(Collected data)

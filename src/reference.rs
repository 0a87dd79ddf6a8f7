//! Reference panel handling module.
//!
//! The reference panel maps each isolate id to its known serotype, or to `N/A` for
//! isolates that have none (negative controls).

use anyhow::Result;
use indexmap::IndexMap;
use std::path::Path;

use crate::stats::Truth;

/// Known serotypes for the isolates of a validation run.
#[derive(Debug, Clone, Default, PartialEq)]
pub struct ReferencePanel {
    /// Maps isolate IDs to their true serotype
    truths: IndexMap<String, Truth>,
}

impl ReferencePanel {
    /// Creates a new, empty panel
    pub fn new() -> Self {
        Self::default()
    }

    /// Adds an isolate, returning the truth it replaced if it was already present
    pub fn insert(&mut self, isolate: &str, truth: Truth) -> Option<Truth> {
        self.truths.insert(isolate.to_string(), truth)
    }

    /// Looks up an isolate, handing back the panel's own copy of the id with its truth
    pub fn get_key_value(&self, isolate: &str) -> Option<(&str, &Truth)> {
        self.truths
            .get_key_value(isolate)
            .map(|(key, truth)| (key.as_str(), truth))
    }

    /// Returns the number of isolates in the panel
    pub fn len(&self) -> usize {
        self.truths.len()
    }

    pub fn is_empty(&self) -> bool {
        self.truths.is_empty()
    }

    /// Number of isolates with no true serotype
    pub fn negative_controls(&self) -> usize {
        self.truths
            .values()
            .filter(|truth| **truth == Truth::Absent)
            .count()
    }
}

impl<S: AsRef<str>> FromIterator<(S, Truth)> for ReferencePanel {
    fn from_iter<I: IntoIterator<Item = (S, Truth)>>(iter: I) -> Self {
        let mut panel = ReferencePanel::new();
        for (isolate, truth) in iter {
            panel.insert(isolate.as_ref(), truth);
        }
        panel
    }
}

/// Loads a reference panel from a tab-delimited file.
///
/// The file needs a header with an isolate column (`Isolate` or `Sample`) and a
/// truth column (`Serotype` or `Truth`). Any other columns are ignored.
pub fn load_reference(path: &Path) -> Result<ReferencePanel> {
    let mut rdr = csv::ReaderBuilder::new()
        .delimiter(b'\t')
        .flexible(true)
        .from_path(path)?;
    let mut panel = ReferencePanel::new();

    // Find column indices for required fields
    let headers = rdr.headers()?.clone();
    let isolate_col = headers.iter().position(|h| {
        h.trim().eq_ignore_ascii_case("isolate") || h.trim().eq_ignore_ascii_case("sample")
    });
    let truth_col = headers.iter().position(|h| {
        h.trim().eq_ignore_ascii_case("serotype") || h.trim().eq_ignore_ascii_case("truth")
    });

    let isolate_col = isolate_col
        .ok_or_else(|| anyhow::anyhow!("Reference file missing 'Isolate'/'Sample' column"))?;
    let truth_col = truth_col
        .ok_or_else(|| anyhow::anyhow!("Reference file missing 'Serotype'/'Truth' column"))?;

    for result in rdr.records() {
        let record = result?;
        let isolate = record
            .get(isolate_col)
            .ok_or_else(|| anyhow::anyhow!("Missing isolate ID in reference row"))?
            .trim();
        let truth = record
            .get(truth_col)
            .ok_or_else(|| anyhow::anyhow!("Missing serotype for isolate '{}'", isolate))?
            .trim();

        if isolate.is_empty() {
            log::warn!("Skipping reference row with empty isolate ID.");
            continue;
        }
        if truth.is_empty() {
            return Err(anyhow::anyhow!(
                "Isolate '{}' has an empty serotype; use N/A for isolates without one",
                isolate
            ));
        }

        if panel.insert(isolate, Truth::parse(truth)).is_some() {
            log::warn!("Isolate '{}' listed twice in reference; keeping the last entry.", isolate);
        }
    }

    if panel.is_empty() {
        return Err(anyhow::anyhow!(
            "No isolates found in reference file '{}'",
            path.display()
        ));
    }

    log::info!(
        "Loaded {} reference isolates ({} without a serotype) from {}",
        panel.len(),
        panel.negative_controls(),
        path.display()
    );
    Ok(panel)
}

#[cfg(test)]
mod tests {
    use super::*;
    use std::fs::File;
    use std::io::Write;
    use tempfile::tempdir;

    fn create_test_reference_file(path: &Path, content: &str) {
        let mut file = File::create(path).unwrap();
        writeln!(file, "{}", content).unwrap();
    }

    #[test]
    fn test_load_reference_basic() {
        let dir = tempdir().unwrap();
        let file_path = dir.path().join("reference.tsv");
        create_test_reference_file(
            &file_path,
            "Isolate\tSerotype\tNote\nVS01\tN/A\tblank\nVS05\tCholeraesuis\t\nVS09\tParatyphi A\t",
        );

        let panel = load_reference(&file_path).unwrap();

        assert_eq!(panel.len(), 3);
        assert_eq!(panel.get_key_value("VS01"), Some(("VS01", &Truth::Absent)));
        assert_eq!(
            panel.get_key_value("VS09").map(|(_, truth)| truth),
            Some(&Truth::Known("Paratyphi A".to_string()))
        );
        assert_eq!(panel.negative_controls(), 1);
        assert_eq!(panel.get_key_value("VS05").map(|(k, _)| k), Some("VS05"));
    }

    #[test]
    fn test_load_reference_column_names() {
        let dir = tempdir().unwrap();
        let file_path = dir.path().join("invalid.tsv");
        create_test_reference_file(&file_path, "Isolate\tOtherField\nVS01\tValue1\n");
        assert!(load_reference(&file_path).is_err());

        // Alternative names, any case
        let file_path2 = dir.path().join("alt_names.tsv");
        create_test_reference_file(&file_path2, "sample\ttruth\nVS05\tCholeraesuis\n");
        let panel = load_reference(&file_path2).unwrap();
        assert_eq!(panel.len(), 1);
    }

    #[test]
    fn test_load_reference_rejects_empty() {
        let dir = tempdir().unwrap();
        let file_path = dir.path().join("empty.tsv");
        create_test_reference_file(&file_path, "Isolate\tSerotype");
        assert!(load_reference(&file_path).is_err());

        let blank_truth = dir.path().join("blank.tsv");
        create_test_reference_file(&blank_truth, "Isolate\tSerotype\nVS05\t\n");
        assert!(load_reference(&blank_truth).is_err());
    }
}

◆ Problem statement:
Repeat, exactly as they stand above, the lines from the line with "let truth_col = headers.iter().position(|h|" to the line with "let truth_col = truth_col", both lines included.

◆ Result of the exercise:
    let truth_col = headers.iter().position(|h| {
        h.trim().eq_ignore_ascii_case("serotype") || h.trim().eq_ignore_ascii_case("truth")
    });

    let isolate_col = isolate_col
        .ok_or_else(|| anyhow::anyhow!("Reference file missing 'Isolate'/'Sample' column"))?;
    let truth_col = truth_col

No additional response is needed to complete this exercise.